Introduction

The current production of glucose feedstock from starch is a two-stage enzymatic process. Liquefaction is the first stage where starch is solubilized by steam cooking and treated with thermostable α-amylase at 90–165°C, pH 6–7. This is followed by saccharification performed at 69°C with glucoamylase. The excess energy demand required to heat the starch slurry in the gelatinization step is about 10%–20% of the fuel value of the ethanol produced (Robertson et al., 2006). An energy-conserving alternative is to conduct the enzyme reaction at a temperature below the gelatinization transition to achieve digestion of solid, native, or raw starch as “cold hydrolysis”. In 2005, 93 ethanol plants in 20 states produced 4.2 billion gallons of ethanol per year mostly from cornstarch (http://www.ethanolrfa.org). With added capital and maintenance costs, liquefaction and saccharification constitute a large energy cost in the processing scheme. Lowering the energy use and raising the efficiency of hydrolysis can potentially save millions in production costs. “Cold hydrolysis” of native, uncooked starch, first investigated 60 years ago (Balls and Schwimmer, 1944; Schwimmer, 1945), has been an area of continuous interest, and recently suggested as the next breakthrough for the starch processing industry.

Amylolytic enzymes that hydrolyze insoluble starch are known to contain a starch-binding domain (SBD) attached to the catalytic domain (Janecek and Sevcik, 1999). It has been demonstrated that Aspergillus niger glucoamylase GA-I with its SBD cleaved, hydrolyzed native starch granules 80 times slower than the full-length enzyme (Southall et al., 1999). Recent studies indicate that the SBD not only binds onto starch, but also disrupts the double helical structures and enhances the rate of hydrolysis (Morris et al., 2005; Sorimachi et al., 1997; Southall et al., 1999). Previously, we isolated and identified a starch-binding fragment in barley α-amylase isoform 1 (AMY) following limited proteolytic digestion (Wong et al., 2000). In a later study, a recombinant polypeptide representing the C-terminal domain was expressed in E. coli, and its affinity to cyclodextrin was determined (Tibbot et al., 2000). Recently, we cloned and expressed Lentinula edodes glucoamylase in Saccharomyces cerevisiae, and characterized the enzyme (Wong et al., 2005). In the present study, a barley α-amylase mutant and L. edodes glucoamylase were characterized in combination for the synergistic hydrolysis of native starch granules.

Materials And Methods

Materials

Yeast cloning vector, pYEX-S1, was obtained from Clontech (Palo Alto, CA). E. coli strains and competent cells were purchased from Invitrogen (San Diego, CA), and yeast strains were obtained from ATCC (Lebanon, IN). Restriction enzymes were from New England Biolabs (Beverly, MA). Precast electrophoresis gels, staining kits, and protein standards were obtained from Invitrogen (Carlsbad, CA) and BioRad (Hercules, CA). Sepharose-6B resin was purchased from Amersham Pharmacia Biotech (Piscataway, NJ). Ultracentrifuge filters were obtained from Millipore (Bedford, MA). Soluble starch (S-9765), corn starch (S-4126), wheat starch (S-5127), β-Cyclodextrin, and dinitrosalicyclic acid (DNSA) were purchased from Sigma (St. Louis, MO). All chemicals and reagents were of analytical grade.

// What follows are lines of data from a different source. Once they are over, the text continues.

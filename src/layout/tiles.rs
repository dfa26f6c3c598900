//! Tile layout: placing a flat image list onto the sphere grid.

use fxhash::FxHashSet;
use serde::{Deserialize, Serialize};

use crate::core::constants::{
    COLUMN_STEP, EAGER_TILE_COUNT, EVEN_COLUMN_ROWS, HIGH_PRIORITY_TILE_COUNT, MAX_SEGMENTS,
    ODD_COLUMN_ROWS, TALL_IMAGE_RATIO, TILE_SPAN, WIDE_IMAGE_RATIO,
};

/// An image as supplied by the caller
#[derive(Debug, Clone, PartialEq, Eq, Hash, Serialize, Deserialize)]
pub struct ImageDescriptor {
    pub src: String,
    #[serde(default)]
    pub alt: String,
}

impl ImageDescriptor {
    pub fn new(src: impl Into<String>, alt: impl Into<String>) -> Self {
        Self {
            src: src.into(),
            alt: alt.into(),
        }
    }
}

impl From<&str> for ImageDescriptor {
    fn from(src: &str) -> Self {
        Self::new(src, "")
    }
}

impl From<String> for ImageDescriptor {
    fn from(src: String) -> Self {
        Self::new(src, "")
    }
}

/// A grid coordinate on the sphere awaiting an image
#[derive(Debug, Clone, Copy, PartialEq, Eq, Hash, Serialize, Deserialize)]
pub struct Slot {
    pub x: i32,
    pub y: i32,
    pub size_x: u32,
    pub size_y: u32,
}

/// A slot with its assigned image
#[derive(Debug, Clone, PartialEq, Serialize, Deserialize)]
pub struct Tile {
    pub x: i32,
    pub y: i32,
    pub size_x: u32,
    pub size_y: u32,
    pub src: String,
    pub alt: String,
}

impl Tile {
    fn from_slot(slot: Slot, image: Option<&ImageDescriptor>) -> Self {
        let (src, alt) = image
            .map(|image| (image.src.clone(), image.alt.clone()))
            .unwrap_or_default();
        Self {
            x: slot.x,
            y: slot.y,
            size_x: slot.size_x,
            size_y: slot.size_y,
            src,
            alt,
        }
    }

    pub fn slot(&self) -> Slot {
        Slot {
            x: self.x,
            y: self.y,
            size_x: self.size_x,
            size_y: self.size_y,
        }
    }

    pub fn is_placeholder(&self) -> bool {
        self.src.is_empty()
    }

    /// Stable key for host-side element reuse
    pub fn key(&self, index: usize) -> String {
        format!("{},{},{}", self.x, self.y, index)
    }
}

/// Generates the slot grid: `segments` columns, five rows each.
///
/// Even columns use rows `-4..=4` step 2, odd columns the same shifted by one,
/// which gives the staggered brick pattern of the dome.
///
/// The column count is capped at [`MAX_SEGMENTS`].
pub fn build_slots(segments: u32, column_origin: i32) -> Vec<Slot> {
    if segments > MAX_SEGMENTS {
        log::warn!(
            "Segment count {} exceeds the maximum of {}, capping",
            segments,
            MAX_SEGMENTS
        );
    }
    let columns = i32::try_from(segments.min(MAX_SEGMENTS)).unwrap_or(0);

    (0..columns)
        .flat_map(move |column| {
            let x = column_origin.saturating_add(column * COLUMN_STEP);
            let rows = if column % 2 == 0 {
                EVEN_COLUMN_ROWS
            } else {
                ODD_COLUMN_ROWS
            };
            rows.into_iter().map(move |y| Slot {
                x,
                y,
                size_x: TILE_SPAN,
                size_y: TILE_SPAN,
            })
        })
        .collect()
}

/// Drops descriptors without a source and merges repeated sources (first wins)
pub fn normalize_pool(pool: &[ImageDescriptor]) -> Vec<ImageDescriptor> {
    let mut seen = FxHashSet::default();
    let mut normalized = Vec::with_capacity(pool.len());
    let mut empty = 0;

    for image in pool {
        if image.src.trim().is_empty() {
            empty += 1;
            continue;
        }
        if seen.insert(image.src.as_str()) {
            normalized.push(image.clone());
        }
    }

    if empty > 0 {
        log::warn!("Ignoring {} image(s) without a source", empty);
    }
    let merged = pool.len() - empty - normalized.len();
    if merged > 0 {
        log::debug!("Merged {} repeated image source(s)", merged);
    }

    normalized
}

/// Assigns images to every slot of a `segments`-column grid.
///
/// The pool is reused cyclically when it is smaller than the grid. A pool
/// larger than the grid is truncated with a warning.
pub fn build_tiles(pool: &[ImageDescriptor], segments: u32, column_origin: i32) -> Vec<Tile> {
    let slots = build_slots(segments, column_origin);
    let images = normalize_pool(pool);

    if images.is_empty() {
        return slots
            .into_iter()
            .map(|slot| Tile::from_slot(slot, None))
            .collect();
    }

    if images.len() > slots.len() {
        log::warn!(
            "Provided image count ({}) exceeds available tiles ({}). Some images will not be shown.",
            images.len(),
            slots.len()
        );
    }

    let mut assigned: Vec<&ImageDescriptor> = (0..slots.len())
        .map(|i| &images[i % images.len()])
        .collect();
    separate_adjacent_duplicates(&mut assigned, |a, b| a.src == b.src);

    slots
        .into_iter()
        .zip(assigned)
        .map(|(slot, image)| Tile::from_slot(slot, Some(image)))
        .collect()
}

/// Swaps every item equal to its predecessor with the first later item that differs
pub(crate) fn separate_adjacent_duplicates<T, F>(items: &mut [T], same: F)
where
    F: Fn(&T, &T) -> bool,
{
    for i in 1..items.len() {
        if !same(&items[i], &items[i - 1]) {
            continue;
        }
        let later = items[i + 1..]
            .iter()
            .position(|item| !same(item, &items[i]));
        if let Some(offset) = later {
            items.swap(i, i + 1 + offset);
        }
    }
}

/// Fetch priority hint for a tile image
#[derive(Debug, Clone, Copy, PartialEq, Eq, Serialize, Deserialize)]
#[serde(rename_all = "lowercase")]
pub enum LoadPriority {
    High,
    Auto,
    Low,
}

/// Loading strategy for a tile image
#[derive(Debug, Clone, Copy, PartialEq, Eq, Serialize, Deserialize)]
#[serde(rename_all = "lowercase")]
pub enum LoadingMode {
    Eager,
    Lazy,
}

/// How the host should load the image of the tile at `index`.
/// The first slots face the viewer at rest, so they are fetched first.
pub fn load_hint(index: usize) -> (LoadingMode, LoadPriority) {
    let mode = if index < EAGER_TILE_COUNT {
        LoadingMode::Eager
    } else {
        LoadingMode::Lazy
    };
    let priority = if index < HIGH_PRIORITY_TILE_COUNT {
        LoadPriority::High
    } else if index < EAGER_TILE_COUNT {
        LoadPriority::Auto
    } else {
        LoadPriority::Low
    };
    (mode, priority)
}

/// Sources worth preloading: the first `count` tiles, placeholders skipped
pub fn preload_sources(tiles: &[Tile], count: usize) -> Vec<&str> {
    tiles
        .iter()
        .take(count)
        .filter(|tile| !tile.is_placeholder())
        .map(|tile| tile.src.as_str())
        .collect()
}

/// Shape a tile takes once its image dimensions are known
#[derive(Debug, Clone, Copy, PartialEq, Eq, Serialize, Deserialize)]
pub enum TileAspect {
    Wide,
    Tall,
    Square,
}

impl TileAspect {
    pub fn classify(natural_width: u32, natural_height: u32) -> Self {
        if natural_width == 0 || natural_height == 0 {
            return Self::Square;
        }
        let ratio = natural_width as f64 / natural_height as f64;
        if ratio > WIDE_IMAGE_RATIO {
            Self::Wide
        } else if ratio < TALL_IMAGE_RATIO {
            Self::Tall
        } else {
            Self::Square
        }
    }

    /// CSS width and height for the tile image box
    pub fn css_size(&self) -> (&'static str, &'static str) {
        match self {
            Self::Wide => ("calc(100% + 15px)", "auto"),
            Self::Tall => ("auto", "calc(100% + 15px)"),
            Self::Square => ("100%", "100%"),
        }
    }
}
use log::info;
use semver::Version;

use crate::errors::{ErrorKind, SchemaError, SchemaResult};
use crate::migration::MigrationCatalog;
use crate::store::DocumentStore;

/// Applies a selected range of migrations sequentially against the store.
///
/// The runner halts on the first failing migration and propagates the
/// error; later migrations do not run and no per-migration version
/// bookkeeping is performed. A failure therefore leaves the recorded
/// version at its pre-run value even though earlier migrations in the
/// range have executed; operators are expected to inspect and intervene.
pub struct MigrationRunner {
    store: DocumentStore,
    catalog: MigrationCatalog,
}

impl MigrationRunner {
    pub fn new(store: DocumentStore, catalog: MigrationCatalog) -> Self {
        MigrationRunner { store, catalog }
    }

    /// Runs every migration strictly greater than `current` and up to
    /// `target`, in ascending semantic-version order.
    pub fn apply_range(&self, current: &Version, target: &Version) -> SchemaResult<()> {
        let pending = self.catalog.select_range(current, target);
        if pending.is_empty() {
            return Ok(());
        }

        for version in &pending {
            info!(" > Pending schema migration: {}", version);

            // A selected version without a registered migration is a
            // structural defect, not a transient condition.
            let migration = self.catalog.get(version).ok_or_else(|| {
                SchemaError::new(
                    &format!("No migration is registered for version {}", version),
                    ErrorKind::MigrationError,
                )
            })?;

            migration.migrate(&self.store)?;
        }

        info!("All schema migrations done");
        Ok(())
    }
}
use parking_lot::RwLock;
use std::sync::Arc;

pub type Atomic<T> = Arc<RwLock<T>>;

pub fn atomic<T>(t: T) -> Atomic<T> {
    Arc::new(RwLock::new(t))
}
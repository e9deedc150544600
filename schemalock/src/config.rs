//! Coordinator configuration.

use std::time::Duration;

use crate::common::{DEFAULT_COLLECTION_NAME, DEFAULT_LOCK_MAX_AGE_SECONDS, LOCK_RETRY_INTERVAL_MILLIS};
use crate::errors::{ErrorKind, SchemaError, SchemaResult};

/// Configuration surface of the [`SchemaUpdater`].
///
/// [`SchemaUpdater`]: crate::updater::SchemaUpdater
#[derive(Debug, Clone)]
pub struct UpdaterConfig {
    collection_name: String,
    lock_max_age_seconds: u64,
    retry_interval: Duration,
}

impl Default for UpdaterConfig {
    fn default() -> Self {
        UpdaterConfig {
            collection_name: DEFAULT_COLLECTION_NAME.to_string(),
            lock_max_age_seconds: DEFAULT_LOCK_MAX_AGE_SECONDS,
            retry_interval: Duration::from_millis(LOCK_RETRY_INTERVAL_MILLIS),
        }
    }
}

impl UpdaterConfig {
    pub fn new() -> Self {
        UpdaterConfig::default()
    }

    /// Name of the collection holding the coordination record.
    pub fn collection_name(&self) -> &str {
        &self.collection_name
    }

    pub fn set_collection_name(&mut self, name: &str) {
        self.collection_name = name.to_string();
    }

    /// Age beyond which a held lock is considered abandoned.
    ///
    /// Must be larger than the worst-case duration of a full migration
    /// run; there is no heartbeat renewal while migrations execute.
    pub fn lock_max_age_seconds(&self) -> u64 {
        self.lock_max_age_seconds
    }

    pub fn set_lock_max_age_seconds(&mut self, seconds: u64) {
        self.lock_max_age_seconds = seconds;
    }

    pub fn lock_max_age(&self) -> Duration {
        Duration::from_secs(self.lock_max_age_seconds)
    }

    /// Backoff between lock-acquisition attempts.
    pub fn retry_interval(&self) -> Duration {
        self.retry_interval
    }

    pub fn set_retry_interval(&mut self, interval: Duration) {
        self.retry_interval = interval;
    }

    /// Rejects configurations the protocol cannot run with.
    pub fn validate(&self) -> SchemaResult<()> {
        if self.collection_name.trim().is_empty() {
            return Err(SchemaError::new(
                "Coordination collection name must not be empty",
                ErrorKind::ValidationError,
            ));
        }
        if self.lock_max_age_seconds == 0 {
            return Err(SchemaError::new(
                "lock_max_age_seconds must be at least 1",
                ErrorKind::ValidationError,
            ));
        }
        if self.retry_interval.is_zero() {
            return Err(SchemaError::new(
                "retry_interval must not be zero",
                ErrorKind::ValidationError,
            ));
        }
        Ok(())
    }
}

Cloning and Expression of AMY and GLA Genes

The barley AMY gene was isolated from the barley cDNA library, constructed into pYEX-S1 vector, and subjected to directed evolution to increase the secretion and the activity as described previously (Wong et al., 2002A,2003). The glucoamylase (GLA) gene isolated from the cDNA library of L. edodes was inserted downstream of the yeast phosphoglycerate kinase gene promoter with the original vector signal sequence eliminated (Wong et al., 2005). The expression of the enzymes in active forms in S. cerevisiae has previously been confirmed.

Protein Purification

AMY or GLA clones were grown in 3 l YEPG (2% yeast extract, 1% bactopeptone, 2% glycerol) for 96 h at 30°C and 225 rpm (Wong et al., 2002A). The culture was centrifuged at 9000× g for 20 min, and the supernatant was saturated with ammonium sulfate at 75%. The precipitated proteins were dialyzed in 50 mM NaOAc buffer, pH 5.3, containing 5 mM NaCl. After buffer exchange, the protein sample was filtered and applied onto a cyclohepta-amylose-Sepharose 6B column (Silvanovich and Hill, 1976). The column (25 ×2.5 cm) was washed with 300 ml of the buffer, followed by 50 ml of the buffer containing 0.3 M NaCl. The adsorbed enzyme was eluted with 400 ml of the buffer containing 8 mg/ml of β-cyclodextrin. Combined active fractions were buffer exchanged into 50 mM NaOAc, pH 5.3, with 1% glycerol, and concentrated by ultrafiltration.

Hydrolysis of Soluble and Raw Starch

Soluble starch was heated at 85°C for 10 min before the addition of the enzyme to the slurry. For native starch granule digestion, the enzyme was added directly to the solid granule. Reactions were performed at 37°C and at various time intervals, stopped by the addition of DNSA. The enzyme activity was assayed by measuring the number of reducing groups using a glucose standard curve (Wong et al., 2003). Enzyme unit was defined as the amount of enzyme producing 1 μmole of reducing groups per min at pH 5.3 and 37°C with soluble starch as the substrate.

Determination of Optimum Conditions for Synergistic Action

AMY and GLA were premixed in various ratios in 25 mM NaOAc buffer, pH 5.3, with combined enzyme concentration of 1 unit. The premix was added directly onto starch granules, followed by incubation at 37°C at time intervals of 5, 10, 15, 20, and 25 min. The amount of reducing groups formed was reported as % conversion (mg of glucose produced from 100 mg starch). Another set of experiments was performed using changing ratios by varying the amount of one enzyme and keeping the other enzyme constant.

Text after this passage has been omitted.